替诺福韦酯治疗慢性乙型肝炎

Patrick Marcellin
Hopital Beaujon, Clichy, France

On the third day of APSAL, Professor Patrick Marcellin made a report titled ” How will Tenofovir Change the Choice of Anti-viral Agents”. In this study, patients with HBeAg-positive (+) or –negative (-) CHB were randomized to double-blind, tenofovir disoproxil fumarate (TDF) or adefovir dipivoxil (ADV). After 48 weeks, patients rolled to open-label (OL) TDF for an additional 7 years. The results up to week 96 are as follows: HBeAg+: At W96, viral suppression on ADV was maintained/enhanced after rolling to TDF (ADV-TDF): 100% of stable and 82% viremic patients on ADV had HBV DNA <400 copies (c)/mL at W96. In an intent-to-treat (ITT) analysis, 78% of ADV-TDF patients had HBV DNA <400 c/mL at W96, as the same as the percentage in TDF-TDF patients. 27% (TDF-TDF) and 22% (ADV-TDF) HBeAg seroconverted (p=0.31). 6% in both groups experienced HBsAg loss. One patient discontinued due to an adverse event. And the groups of HBeAg- had the similar conclusions.

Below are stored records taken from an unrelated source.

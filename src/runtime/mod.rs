//! Application lifecycle and execution modes

pub mod modes;
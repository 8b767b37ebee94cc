//! System utilities: logging setup

pub mod logging;

pub use logging::init_logging;
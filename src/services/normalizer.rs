//! 响应归一化
//!
//! Maps a [`LookupOutcome`] into the one public JSON shape. Pure: no I/O and
//! no logging, callers decide status codes and side effects.

use serde::{Deserialize, Serialize};

use crate::services::resolver::LookupOutcome;

pub const LOCALHOST_MESSAGE: &str = "This won't work on localhost";
pub const PROCESSING_ERROR_MESSAGE: &str = "Error occurred while trying to process the information";
pub const INVALID_LOCATION_MESSAGE: &str = "Invalid location data";

/// 成功时的地理位置信息
///
/// `country_code` and `country_name` carry the same ISO code; the database
/// has no localized country name.
#[derive(Debug, Clone, PartialEq, Serialize, Deserialize)]
pub struct LocationResponse {
    pub country_code: String,
    pub country_name: String,
    pub city: String,
    pub latitude: f64,
    pub longitude: f64,
    #[serde(rename = "IPv4")]
    pub ipv4: String,
    pub eu: String,
    pub region: String,
    pub timezone: String,
}

/// 对外响应
#[derive(Debug, Clone, PartialEq, Serialize, Deserialize)]
#[serde(untagged)]
pub enum PublicResponse {
    Location(LocationResponse),
    Error { error: String },
}

impl PublicResponse {
    pub fn error(message: &str) -> Self {
        PublicResponse::Error {
            error: message.to_string(),
        }
    }

    pub fn is_error(&self) -> bool {
        matches!(self, PublicResponse::Error { .. })
    }
}

pub fn normalize(outcome: &LookupOutcome, source_ip: &str) -> PublicResponse {
    match outcome {
        LookupOutcome::Success(record) => {
            // 坐标缺失时整个成功响应作废
            let Some(coords) = record.coordinates else {
                return PublicResponse::error(INVALID_LOCATION_MESSAGE);
            };
            PublicResponse::Location(LocationResponse {
                country_code: record.country.clone(),
                country_name: record.country.clone(),
                city: record.city.clone(),
                latitude: coords.latitude,
                longitude: coords.longitude,
                ipv4: source_ip.to_string(),
                eu: record.eu_flag().to_string(),
                region: record.region.clone(),
                timezone: record.timezone.clone(),
            })
        }
        LookupOutcome::LocalAddress => PublicResponse::error(LOCALHOST_MESSAGE),
        LookupOutcome::NotFound | LookupOutcome::Invalid => {
            PublicResponse::error(PROCESSING_ERROR_MESSAGE)
        }
    }
}

#[cfg(test)]
mod tests {
    use super::*;
    use crate::services::geoip::{Coordinates, GeoRecord};
    use serde_json::json;

    fn record(coordinates: Option<Coordinates>) -> GeoRecord {
        GeoRecord {
            country: "US".into(),
            city: "Mountain View".into(),
            coordinates,
            eu_member: false,
            region: "CA".into(),
            timezone: "America/Los_Angeles".into(),
        }
    }

    #[test]
    fn test_success_maps_every_field() {
        let outcome = LookupOutcome::Success(record(Coordinates::new(37.4, -122.1)));
        let response = normalize(&outcome, "8.8.8.8");

        assert_eq!(
            serde_json::to_value(&response).unwrap(),
            json!({
                "country_code": "US",
                "country_name": "US",
                "city": "Mountain View",
                "latitude": 37.4,
                "longitude": -122.1,
                "IPv4": "8.8.8.8",
                "eu": "0",
                "region": "CA",
                "timezone": "America/Los_Angeles"
            })
        );
    }

    #[test]
    fn test_source_ip_is_echoed_verbatim() {
        let outcome = LookupOutcome::Success(record(Coordinates::new(1.0, 2.0)));
        let PublicResponse::Location(location) = normalize(&outcome, "::ffff:8.8.8.8") else {
            panic!("expected location");
        };
        assert_eq!(location.ipv4, "::ffff:8.8.8.8");
        assert_eq!(location.latitude, 1.0);
        assert_eq!(location.longitude, 2.0);
    }

    #[test]
    fn test_missing_coordinates_is_error_only() {
        let outcome = LookupOutcome::Success(record(None));
        let response = normalize(&outcome, "8.8.8.8");

        assert_eq!(
            serde_json::to_value(&response).unwrap(),
            json!({ "error": "Invalid location data" })
        );
    }

    #[test]
    fn test_short_coordinates_is_error_only() {
        let outcome = LookupOutcome::Success(record(Coordinates::from_slice(&[37.4])));
        assert_eq!(
            normalize(&outcome, "8.8.8.8"),
            PublicResponse::error(INVALID_LOCATION_MESSAGE)
        );
    }

    #[test]
    fn test_local_address() {
        assert_eq!(
            normalize(&LookupOutcome::LocalAddress, "127.0.0.1"),
            PublicResponse::error(LOCALHOST_MESSAGE)
        );
    }

    #[test]
    fn test_not_found_and_invalid_share_message() {
        assert_eq!(
            normalize(&LookupOutcome::NotFound, "192.168.1.1"),
            PublicResponse::error(PROCESSING_ERROR_MESSAGE)
        );
        assert_eq!(
            normalize(&LookupOutcome::Invalid, "bogus"),
            PublicResponse::error(PROCESSING_ERROR_MESSAGE)
        );
    }

    #[test]
    fn test_eu_member_flag() {
        let mut eu = record(Coordinates::new(48.85, 2.35));
        eu.eu_member = true;
        let PublicResponse::Location(location) = normalize(&LookupOutcome::Success(eu), "1.1.1.1")
        else {
            panic!("expected location");
        };
        assert_eq!(location.eu, "1");
    }
}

Professor Patrick Marcellin concluded that TDF produced potent, continuous viral suppression and was well tolerated through week 96. Patients rolling to TDF after 48 weeks of ADV treatment benefited with significant additional viral suppression and had a similar response to patients treated with TDF for 96 weeks.
                 
在APASL大会第3天，Patrick Marcellin教授做了题为“How will Tenofovir Change the Choice of Anti-viral Agents”的大会报告。这项研究针对HbeAg（+）或（-）慢性乙型肝炎患者，随机双盲分为替诺福韦酯（TDF）及阿德福韦酯（ADV）组治疗48周后，均替换为TDF继续治疗7年。Patrick Marcellin教授报告了在HBeAg阳性及阴性患者96周的观察中，TDF可产生有效、持续的病毒抑制，并且耐受性良好。ADV治疗48周后换为TDF的患者获得了有显著性意义的额外病毒抑制，在第96周时与TDF治疗96周的患者相比有相似的应答。